Supplied material »
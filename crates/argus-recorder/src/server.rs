//! Listening endpoint, bounded recorder-thread pool and the per-channel
//! packet loop.
//!
//! One thread sits in `accept` at a time. On a new connection a worker
//! immediately asks the supervisor for a successor, then owns its channel
//! end-to-end: handshake, trace-file creation, blocking packet loop,
//! finalization. When the pool is at its ceiling the acceptor's place is
//! taken by a refuser outside the pool, which accepts and immediately closes
//! connections (logging each refusal) until a channel closes and frees a
//! slot. Reads carry a short timeout so the shutdown flag is observed; no
//! two threads ever write the same trace file.

use std::fs::OpenOptions;
use std::io::{self, Read};
use std::net::{SocketAddr, TcpListener, TcpStream};
use std::sync::atomic::{AtomicBool, AtomicUsize, Ordering};
use std::sync::{Arc, Mutex};
use std::thread::{self, JoinHandle};
use std::time::Duration;

use argus_packet::{MessageLevel, MessageView, PacketError, PacketTypeId, PacketView};
use argus_trace::{
    call_ids, validate_declared_size, DeviceCreateInfo, FileHeader, GpuInfo, TraceWriter,
};
use tracing::{debug, error, info, warn};

use crate::config::RecorderConfig;
use crate::error::{RecorderError, Result};

const READ_TIMEOUT: Duration = Duration::from_millis(100);

pub struct Supervisor {
    shared: Arc<Shared>,
}

struct Shared {
    listener: TcpListener,
    config: RecorderConfig,
    shutdown: Arc<AtomicBool>,
    active: AtomicUsize,
    next_channel: AtomicUsize,
    handles: Mutex<Vec<JoinHandle<()>>>,
}

impl Supervisor {
    /// Binds the listening socket. Port 0 picks a free port (tests).
    pub fn bind(config: RecorderConfig, shutdown: Arc<AtomicBool>) -> Result<Self> {
        let listener = TcpListener::bind(("127.0.0.1", config.listen_port))?;
        info!(addr = %listener.local_addr()?, "recorder listening");
        Ok(Self {
            shared: Arc::new(Shared {
                listener,
                config,
                shutdown,
                active: AtomicUsize::new(0),
                next_channel: AtomicUsize::new(0),
                handles: Mutex::new(Vec::new()),
            }),
        })
    }

    pub fn local_addr(&self) -> Result<SocketAddr> {
        Ok(self.shared.listener.local_addr()?)
    }

    /// Spawns the first recorder thread.
    pub fn start(&self) -> Result<()> {
        self.shared.spawn_worker()
    }

    /// Raises the shutdown flag and joins every recorder thread. Workers
    /// parked in `accept` are woken with a local connection.
    pub fn shutdown(&self) {
        self.shared.shutdown.store(true, Ordering::SeqCst);
        if let Ok(addr) = self.shared.listener.local_addr() {
            // Wake the idle acceptor; the connection is discarded on arrival.
            let _ = TcpStream::connect(addr);
        }
        let handles: Vec<_> = {
            let mut guard = self.shared.handles.lock().unwrap();
            guard.drain(..).collect()
        };
        for handle in handles {
            let _ = handle.join();
        }
    }
}

impl Shared {
    fn reserve_slot(&self) -> Result<usize> {
        if self.shutdown.load(Ordering::SeqCst) {
            return Err(RecorderError::ShuttingDown);
        }
        let limit = self.config.max_workers;
        let slot = self.active.fetch_add(1, Ordering::SeqCst);
        if slot >= limit {
            self.active.fetch_sub(1, Ordering::SeqCst);
            return Err(RecorderError::PoolExhausted { limit });
        }
        Ok(slot)
    }

    fn spawn_worker(self: &Arc<Self>) -> Result<()> {
        let slot = self.reserve_slot()?;
        let shared = Arc::clone(self);
        let handle = thread::Builder::new()
            .name(format!("argus-recorder-{slot}"))
            .spawn(move || {
                shared.worker_loop();
                shared.active.fetch_sub(1, Ordering::SeqCst);
            })
            .map_err(RecorderError::Io)?;
        self.handles.lock().unwrap().push(handle);
        Ok(())
    }

    /// Keeps exactly one thread in `accept`: a successor worker while a pool
    /// slot is free, otherwise a refuser outside the pool.
    fn keep_accepting(self: &Arc<Self>) {
        match self.spawn_worker() {
            Ok(()) => {}
            Err(RecorderError::ShuttingDown) => {}
            Err(e) => {
                warn!(error = %e, "pool full; refusing producers until a channel closes");
                self.spawn_refuser();
            }
        }
    }

    fn spawn_refuser(self: &Arc<Self>) {
        let shared = Arc::clone(self);
        match thread::Builder::new()
            .name("argus-refuser".to_owned())
            .spawn(move || shared.refuse_loop())
        {
            Ok(handle) => self.handles.lock().unwrap().push(handle),
            Err(e) => error!(error = %e, "cannot spawn refusing acceptor"),
        }
    }

    fn worker_loop(self: &Arc<Self>) {
        let stream = match self.listener.accept() {
            Ok((stream, peer)) => {
                debug!(%peer, "producer connected");
                stream
            }
            Err(e) => {
                if !self.shutdown.load(Ordering::SeqCst) {
                    error!(error = %e, "accept failed");
                }
                return;
            }
        };
        if self.shutdown.load(Ordering::SeqCst) {
            return;
        }

        // Keep one thread accepting while this one serves its channel.
        self.keep_accepting();

        let channel = self.next_channel.fetch_add(1, Ordering::SeqCst);
        if let Err(e) = self.serve_channel(stream, channel) {
            // Fatal for this channel only.
            error!(channel, error = %e, "channel failed");
        }
    }

    /// Runs while the pool is at its ceiling. Connections are accepted and
    /// immediately closed so producers see a refusal instead of sitting in
    /// the OS listen backlog. Once a slot frees, the incoming producer is
    /// served here and the acceptor chain resumes.
    fn refuse_loop(self: &Arc<Self>) {
        loop {
            let (stream, peer) = match self.listener.accept() {
                Ok(conn) => conn,
                Err(e) => {
                    if !self.shutdown.load(Ordering::SeqCst) {
                        error!(error = %e, "accept failed");
                    }
                    return;
                }
            };
            if self.shutdown.load(Ordering::SeqCst) {
                return;
            }
            match self.reserve_slot() {
                Ok(_slot) => {
                    debug!(%peer, "pool slot freed; producer connected");
                    self.keep_accepting();
                    let channel = self.next_channel.fetch_add(1, Ordering::SeqCst);
                    if let Err(e) = self.serve_channel(stream, channel) {
                        error!(channel, error = %e, "channel failed");
                    }
                    self.active.fetch_sub(1, Ordering::SeqCst);
                    return;
                }
                Err(RecorderError::ShuttingDown) => return,
                Err(e) => {
                    warn!(%peer, error = %e, "producer connection refused");
                }
            }
        }
    }

    fn serve_channel(&self, stream: TcpStream, channel: usize) -> Result<()> {
        stream.set_read_timeout(Some(READ_TIMEOUT))?;
        let mut reader = ShutdownReader {
            inner: stream,
            shutdown: &self.shutdown,
        };

        let (header, gpus) = read_handshake(&mut reader)?;
        let path = self.config.channel_path(channel);
        let file = OpenOptions::new()
            .create(true)
            .read(true)
            .write(true)
            .truncate(true)
            .open(&path)?;
        let mut writer =
            TraceWriter::create(file, &header, &gpus, self.config.writer_options())?;
        info!(channel, path = %path.display(), gpus = gpus.len(), "trace file open");

        let mut clean = false;
        loop {
            let packet = match argus_packet::read_packet(&mut reader) {
                Ok(Some(packet)) => packet,
                Ok(None) => break,
                Err(PacketError::Truncated { .. }) => {
                    warn!(channel, "producer vanished mid-packet");
                    break;
                }
                Err(e) => return Err(e.into()),
            };
            let packet_type = packet.header().packet_type;
            match packet_type {
                PacketTypeId::MARKER_TERMINATE => {
                    clean = true;
                    break;
                }
                PacketTypeId::MESSAGE => {
                    if self.config.print_messages {
                        echo_message(&packet);
                    }
                    writer.write_packet(packet)?;
                }
                call_ids::CREATE_DEVICE => {
                    let view = PacketView::new(&packet);
                    match DeviceCreateInfo::parse(&view) {
                        Ok(info) if !info.features.is_empty() => {
                            writer.set_device_features(info.handle, info.features);
                        }
                        Ok(_) => {}
                        Err(e) => warn!(channel, error = %e, "unreadable device-create body"),
                    }
                    writer.write_packet(packet)?;
                }
                _ => writer.write_packet(packet)?,
            }
        }
        writer.finish(clean)?;
        info!(channel, clean, "channel closed");
        Ok(())
    }
}

fn read_handshake<R: Read>(r: &mut R) -> Result<(FileHeader, Vec<GpuInfo>)> {
    let mut size_bytes = [0u8; 8];
    r.read_exact(&mut size_bytes)?;
    let declared = u64::from_le_bytes(size_bytes);
    let header = FileHeader::decode(r)?;
    validate_declared_size(declared, header.gpu_count)?;
    // The count was cross-checked against the declared size, but cap the
    // pre-allocation anyway.
    let mut gpus = Vec::with_capacity(header.gpu_count.min(64) as usize);
    for _ in 0..header.gpu_count {
        gpus.push(GpuInfo::decode(r)?);
    }
    Ok((header, gpus))
}

fn echo_message(packet: &argus_packet::Packet) {
    let view = PacketView::new(packet);
    match MessageView::parse(&view) {
        Ok(msg) => match msg.level {
            MessageLevel::Error => error!(producer = packet.header().thread_id, "{}", msg.text),
            MessageLevel::Warning => warn!(producer = packet.header().thread_id, "{}", msg.text),
            MessageLevel::Info => info!(producer = packet.header().thread_id, "{}", msg.text),
            MessageLevel::Debug => debug!(producer = packet.header().thread_id, "{}", msg.text),
        },
        Err(e) => warn!(error = %e, "malformed message packet"),
    }
}

/// Blocking reads with the shutdown flag folded in: a timeout checks the
/// flag and retries, and a raised flag reads as end-of-stream.
struct ShutdownReader<'a> {
    inner: TcpStream,
    shutdown: &'a AtomicBool,
}

impl Read for ShutdownReader<'_> {
    fn read(&mut self, buf: &mut [u8]) -> io::Result<usize> {
        loop {
            match self.inner.read(buf) {
                Ok(n) => return Ok(n),
                Err(e)
                    if e.kind() == io::ErrorKind::WouldBlock
                        || e.kind() == io::ErrorKind::TimedOut =>
                {
                    if self.shutdown.load(Ordering::SeqCst) {
                        return Ok(0);
                    }
                }
                Err(e) if e.kind() == io::ErrorKind::Interrupted => {}
                Err(e) => return Err(e),
            }
        }
    }
}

Problem to solve »
In the records above, find the line containing "MessageLevel::Error => error!(producer"; please retype it and every line after it through the last line, exactly and with nothing else.

Solution »
            MessageLevel::Error => error!(producer = packet.header().thread_id, "{}", msg.text),
            MessageLevel::Warning => warn!(producer = packet.header().thread_id, "{}", msg.text),
            MessageLevel::Info => info!(producer = packet.header().thread_id, "{}", msg.text),
            MessageLevel::Debug => debug!(producer = packet.header().thread_id, "{}", msg.text),
        },
        Err(e) => warn!(error = %e, "malformed message packet"),
    }
}

/// Blocking reads with the shutdown flag folded in: a timeout checks the
/// flag and retries, and a raised flag reads as end-of-stream.
struct ShutdownReader<'a> {
    inner: TcpStream,
    shutdown: &'a AtomicBool,
}

impl Read for ShutdownReader<'_> {
    fn read(&mut self, buf: &mut [u8]) -> io::Result<usize> {
        loop {
            match self.inner.read(buf) {
                Ok(n) => return Ok(n),
                Err(e)
                    if e.kind() == io::ErrorKind::WouldBlock
                        || e.kind() == io::ErrorKind::TimedOut =>
                {
                    if self.shutdown.load(Ordering::SeqCst) {
                        return Ok(0);
                    }
                }
                Err(e) if e.kind() == io::ErrorKind::Interrupted => {}
                Err(e) => return Err(e),
            }
        }
    }
}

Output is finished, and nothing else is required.